Why Your Pension Might Not Be as Safe as You Think

A defined benefit pension promises lifetime income after you retire. But those promises don’t always hold up. Many of the largest corporate pension plans in history have collapsed, leaving retirees with less than they expected.

Examples of major pension plan failures include:

    • United Airlines (2005) – $7.4 billion plan, 124,000 members affected

    • Bethlehem Steel – 2003 – $3.7 billion, 91,312 members affected

    • US Airways, LTV Steel, Delta, Pan Am, TWA – All faced severe funding issues

When a plan fails, the Pension Benefit Guarantee Corporation (PBGC) steps in. While it can help, it only covers benefits up to certain limits—and even the PBGC needed a $97 billion bailout in 2021.

A recent case in 2024 shows the risk. United Furniture Industries shut down abruptly, fired workers via text and email, and left hundreds in Mississippi, North Carolina, and California with reduced benefits when the PBGC took over.


The “Driving the Retirement Bus” Problem

Relying on a corporate pension is like riding a bus you don’t control. You don’t know if the driver is skilled, distracted, or steering toward a cliff to reduce the company’s liability.

Annuities, on the other hand, are like buying your own car. You know who built it, you know the terms, and you can choose a model from a reliable dealer.

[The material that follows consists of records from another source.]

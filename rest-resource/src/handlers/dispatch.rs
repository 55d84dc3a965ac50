//! Axum routes that drive a [`ResourceHandler`]
//!
//! For a handler named `n` under base path `b` this mounts:
//!
//! | Method | Path | Operation |
//! |---|---|---|
//! | POST | `b/{version}/n` | create (object body) or create list (array body) |
//! | GET | `b/{version}/n` | read list |
//! | PUT | `b/{version}/n` | update list |
//! | DELETE | `b/{version}/n` | delete list |
//! | GET | `b/{version}/n/{id}` | read |
//! | PUT | `b/{version}/n/{id}` | update |
//! | DELETE | `b/{version}/n/{id}` | delete |
//!
//! Every request is authenticated first, then its version is checked, then
//! `limit`/`next` are resolved, then the body is decoded.

use std::collections::HashMap;
use std::sync::Arc;

use axum::{
    body::Bytes,
    extract::{Path, Query, State},
    http::{HeaderMap, Method, Uri},
    response::{IntoResponse, Response},
    routing::{get, post},
    Router,
};
use serde::{Deserialize, Serialize};
use serde_json::Value;

use super::error::{ApiError, ApiErrorKind, ApiOperation};
use super::query::{LimitPolicy, ListQuery};
use super::response::Envelope;
use super::traits::ResourceHandler;
use crate::context::RequestContext;
use crate::middleware::REQUEST_ID_HEADER;
use crate::payload::Payload;
use crate::versioning::ApiVersion;

/// Shared state for one handler's routes
pub(crate) struct HandlerState<H> {
    handler: Arc<H>,
    limits: LimitPolicy,
}

// Derive would require `H: Clone`
impl<H> Clone for HandlerState<H> {
    fn clone(&self) -> Self {
        Self {
            handler: Arc::clone(&self.handler),
            limits: self.limits,
        }
    }
}

#[derive(Debug, Deserialize)]
pub(crate) struct CollectionPath {
    version: String,
}

#[derive(Debug, Deserialize)]
pub(crate) struct ItemPath {
    version: String,
    id: String,
}

/// Build the router for one resource handler
pub(crate) fn resource_router<H: ResourceHandler>(
    handler: Arc<H>,
    base_path: &str,
    limits: LimitPolicy,
) -> Router {
    let collection = format!("{}/{{version}}/{}", base_path, handler.resource_name());
    let item = format!("{}/{{id}}", collection);

    let state = HandlerState { handler, limits };

    Router::new()
        .route(
            &collection,
            post(create::<H>)
                .get(read_list::<H>)
                .put(update_list::<H>)
                .delete(delete_list::<H>),
        )
        .route(&item, get(read::<H>).put(update::<H>).delete(delete::<H>))
        .with_state(state)
}

/// Operation a method would map to on an item route
fn operation_for(method: &Method) -> ApiOperation {
    match *method {
        Method::POST => ApiOperation::Create,
        Method::PUT | Method::PATCH => ApiOperation::Update,
        Method::DELETE => ApiOperation::Delete,
        _ => ApiOperation::Read,
    }
}

/// Answer for paths that match no registered route
pub(crate) async fn route_not_found(method: Method, uri: Uri) -> ApiError {
    ApiError::new(
        operation_for(&method),
        ApiErrorKind::NotFound,
        format!("No route for {} {}", method, uri.path()),
    )
}

/// Answer for known paths hit with a method they do not route
pub(crate) async fn method_not_allowed(method: Method, uri: Uri) -> ApiError {
    ApiError::new(
        operation_for(&method),
        ApiErrorKind::MethodNotAllowed,
        format!("Method {} is not allowed on {}", method, uri.path()),
    )
}

impl<H: ResourceHandler> HandlerState<H> {
    /// Authenticate, validate the version and resolve pagination
    fn context(
        &self,
        operation: ApiOperation,
        version: &str,
        id: Option<&str>,
        headers: HeaderMap,
        query: HashMap<String, String>,
    ) -> Result<RequestContext, ApiError> {
        let name = self.handler.resource_name();

        self.handler
            .authenticate(&headers)
            .map_err(|e| self.tag(e, id))?;

        let version = ApiVersion::parse(version).ok_or_else(|| {
            self.tag(
                ApiError::bad_request(operation, format!("Invalid API version '{}'", version)),
                id,
            )
        })?;

        if let Some(valid) = self.handler.valid_versions() {
            if !valid.contains(&version.as_str()) {
                return Err(self.tag(
                    ApiError::bad_request(
                        operation,
                        format!("API version {} is not supported by resource {}", version, name),
                    ),
                    id,
                ));
            }
        }

        let list = ListQuery::from_params(&query, self.limits, operation)
            .map_err(|e| self.tag(e, id))?;

        tracing::debug!(
            resource = name,
            operation = %operation,
            version = version.as_str(),
            resource_id = ?id,
            "Dispatching resource request"
        );

        let mut ctx = RequestContext::new(version.as_str())
            .with_limit(list.limit())
            .with_cursor(list.cursor())
            .with_query(query);

        if let Some(request_id) = headers
            .get(REQUEST_ID_HEADER)
            .and_then(|v| v.to_str().ok())
        {
            ctx = ctx.with_request_id(request_id);
        }
        if let Some(id) = id {
            ctx = ctx.with_resource_id(id);
        }

        Ok(ctx.with_headers(headers))
    }

    /// Fill in the resource name and id when the handler left them out
    fn tag(&self, mut error: ApiError, id: Option<&str>) -> ApiError {
        if error.resource.is_none() {
            error = error.with_resource(self.handler.resource_name());
        }
        if let (None, Some(id)) = (&error.resource_id, id) {
            error = error.with_resource_id(id);
        }
        error
    }
}

fn respond<T: Serialize>(envelope: Envelope<T>, ctx: &RequestContext) -> Response {
    envelope.with_messages(ctx.messages()).into_response()
}

fn parse_body(body: &Bytes, operation: ApiOperation) -> Result<Value, ApiError> {
    if body.is_empty() {
        return Err(ApiError::bad_request(operation, "Request body is empty"));
    }
    serde_json::from_slice(body)
        .map_err(|e| ApiError::bad_request(operation, format!("Invalid JSON body: {}", e)))
}

fn object_payload(value: Value, operation: ApiOperation) -> Result<Payload, ApiError> {
    Payload::from_value(value).map_err(|e| ApiError::from(e).with_operation(operation))
}

fn list_payloads(value: Value, operation: ApiOperation) -> Result<Vec<Payload>, ApiError> {
    match value {
        Value::Array(items) => items
            .into_iter()
            .map(|item| object_payload(item, operation))
            .collect(),
        _ => Err(ApiError::bad_request(
            operation,
            "Request body must be a JSON array",
        )),
    }
}

async fn create<H: ResourceHandler>(
    State(state): State<HandlerState<H>>,
    Path(path): Path<CollectionPath>,
    Query(query): Query<HashMap<String, String>>,
    headers: HeaderMap,
    body: Bytes,
) -> Result<Response, ApiError> {
    let ctx = state.context(ApiOperation::Create, &path.version, None, headers, query)?;

    match parse_body(&body, ApiOperation::Create).map_err(|e| state.tag(e, None))? {
        value @ Value::Array(_) => {
            let payloads = list_payloads(value, ApiOperation::CreateList)
                .map_err(|e| state.tag(e, None))?;
            let created = state
                .handler
                .create_resource_list(&ctx, payloads, ctx.version())
                .await
                .map_err(|e| state.tag(e, None))?;
            Ok(respond(Envelope::created(created), &ctx))
        }
        value => {
            let payload =
                object_payload(value, ApiOperation::Create).map_err(|e| state.tag(e, None))?;
            let created = state
                .handler
                .create_resource(&ctx, payload, ctx.version())
                .await
                .map_err(|e| state.tag(e, None))?;
            Ok(respond(Envelope::created(created), &ctx))
        }
    }
}

async fn read_list<H: ResourceHandler>(
    State(state): State<HandlerState<H>>,
    Path(path): Path<CollectionPath>,
    Query(query): Query<HashMap<String, String>>,
    headers: HeaderMap,
) -> Result<Response, ApiError> {
    let ctx = state.context(ApiOperation::ReadList, &path.version, None, headers, query)?;

    let page = state
        .handler
        .read_resource_list(&ctx, ctx.limit(), ctx.cursor(), ctx.version())
        .await
        .map_err(|e| state.tag(e, None))?;

    Ok(respond(Envelope::ok(page.resources).with_next(page.cursor), &ctx))
}

async fn update_list<H: ResourceHandler>(
    State(state): State<HandlerState<H>>,
    Path(path): Path<CollectionPath>,
    Query(query): Query<HashMap<String, String>>,
    headers: HeaderMap,
    body: Bytes,
) -> Result<Response, ApiError> {
    let ctx = state.context(ApiOperation::UpdateList, &path.version, None, headers, query)?;

    let payloads = parse_body(&body, ApiOperation::UpdateList)
        .and_then(|value| list_payloads(value, ApiOperation::UpdateList))
        .map_err(|e| state.tag(e, None))?;

    let updated = state
        .handler
        .update_resource_list(&ctx, payloads, ctx.version())
        .await
        .map_err(|e| state.tag(e, None))?;

    Ok(respond(Envelope::ok(updated), &ctx))
}

async fn delete_list<H: ResourceHandler>(
    State(state): State<HandlerState<H>>,
    Path(path): Path<CollectionPath>,
    Query(query): Query<HashMap<String, String>>,
    headers: HeaderMap,
) -> Result<Response, ApiError> {
    let ctx = state.context(ApiOperation::DeleteList, &path.version, None, headers, query)?;

    let page = state
        .handler
        .delete_resource_list(&ctx, ctx.limit(), ctx.cursor(), ctx.version())
        .await
        .map_err(|e| state.tag(e, None))?;

    Ok(respond(Envelope::ok(page.resources).with_next(page.cursor), &ctx))
}

async fn read<H: ResourceHandler>(
    State(state): State<HandlerState<H>>,
    Path(path): Path<ItemPath>,
    Query(query): Query<HashMap<String, String>>,
    headers: HeaderMap,
) -> Result<Response, ApiError> {
    let id = Some(path.id.as_str());
    let ctx = state.context(ApiOperation::Read, &path.version, id, headers, query)?;

    let resource = state
        .handler
        .read_resource(&ctx, &path.id, ctx.version())
        .await
        .map_err(|e| state.tag(e, id))?;

    Ok(respond(Envelope::ok(resource), &ctx))
}

async fn update<H: ResourceHandler>(
    State(state): State<HandlerState<H>>,
    Path(path): Path<ItemPath>,
    Query(query): Query<HashMap<String, String>>,
    headers: HeaderMap,
    body: Bytes,
) -> Result<Response, ApiError> {
    let id = Some(path.id.as_str());
    let ctx = state.context(ApiOperation::Update, &path.version, id, headers, query)?;

    let payload = parse_body(&body, ApiOperation::Update)
        .and_then(|value| object_payload(value, ApiOperation::Update))
        .map_err(|e| state.tag(e, id))?;

    let resource = state
        .handler
        .update_resource(&ctx, &path.id, payload, ctx.version())
        .await
        .map_err(|e| state.tag(e, id))?;

    Ok(respond(Envelope::ok(resource), &ctx))
}

async fn delete<H: ResourceHandler>(
    State(state): State<HandlerState<H>>,
    Path(path): Path<ItemPath>,
    Query(query): Query<HashMap<String, String>>,
    headers: HeaderMap,
) -> Result<Response, ApiError> {
    let id = Some(path.id.as_str());
    let ctx = state.context(ApiOperation::Delete, &path.version, id, headers, query)?;

    let resource = state
        .handler
        .delete_resource(&ctx, &path.id, ctx.version())
        .await
        .map_err(|e| state.tag(e, id))?;

    Ok(respond(Envelope::ok(resource), &ctx))
}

Comparing Lump Sum and Annuity Options: A Real Case Study

Let’s look at a real-world example I recently reviewed for a 64-year-old man with a 59-year-old wife.

Pension options offered:

Option Monthly Income Survivor Benefit Death Benefit
Single Life $2,000 None None
50% Survivor $1,900 50% to spouse ($950/month) None

Lump Sum Buyout Option

    • One-time payout: $350,000

    • Can be used to purchase an annuity or other investments

    • Flexible for creating a guaranteed income with a non-reducing spousal income and death benefits

The pension had no cost-of-living adjustment, meaning payments would stay the same for life.

The Annuity Comparison

We compared the lump sum option to a fixed indexed annuity with an income rider from an A-rated company, deferred for two years.

Annuity option:

    • Monthly income: $2,240 for both lives (joint lifetime income)

    • Annual income: Nearly $27,000

    • No income reduction for the surviving spouse

    • Death benefit: Any unused portion of the $350,000 paid to beneficiaries

    • Guaranteed for both lives

The Key Advantages in This Case

When comparing a pension lump sum vs an annuity, this scenario showed clear benefits to the annuity:

    • Higher monthly income: $240 more than the single-life pension, $340 more than the 50% survivor pension

    • Spouse’s income protected: No reduction after the husband’s passing

    • Beneficiary protection: Any remaining principal paid to beneficiaries

    • Control over provider: Backed by an A-rated insurance company

Even if the incomes had been the same, protecting the spouse’s full income and adding a death benefit would still make the annuity the stronger choice here.

Should You Take the Lump Sum or the Pension?

Every situation is different, but here are a few points to consider:

    • Corporate pensions can fail — and when they do, benefits often get cut

    • Government pensions are generally more stable, but still worth reviewing for spousal and death benefits

    • Annuities can provide guaranteed lifetime income, spousal protection, and a death benefit

    • The smartest move is an apples-to-apples comparison to see who will pay you the most and protect you the best

Take Control of Your Retirement Income

If you’ve been offered a pension lump sum, don’t guess. Run the numbers side by side. Whether the annuity or the pension comes out ahead, you’ll know you made the choice based on facts—not hope.

I help people do exactly this every day. We look at the payout options, compare them to annuity solutions, and see which puts more guaranteed income in your pocket while protecting your loved ones.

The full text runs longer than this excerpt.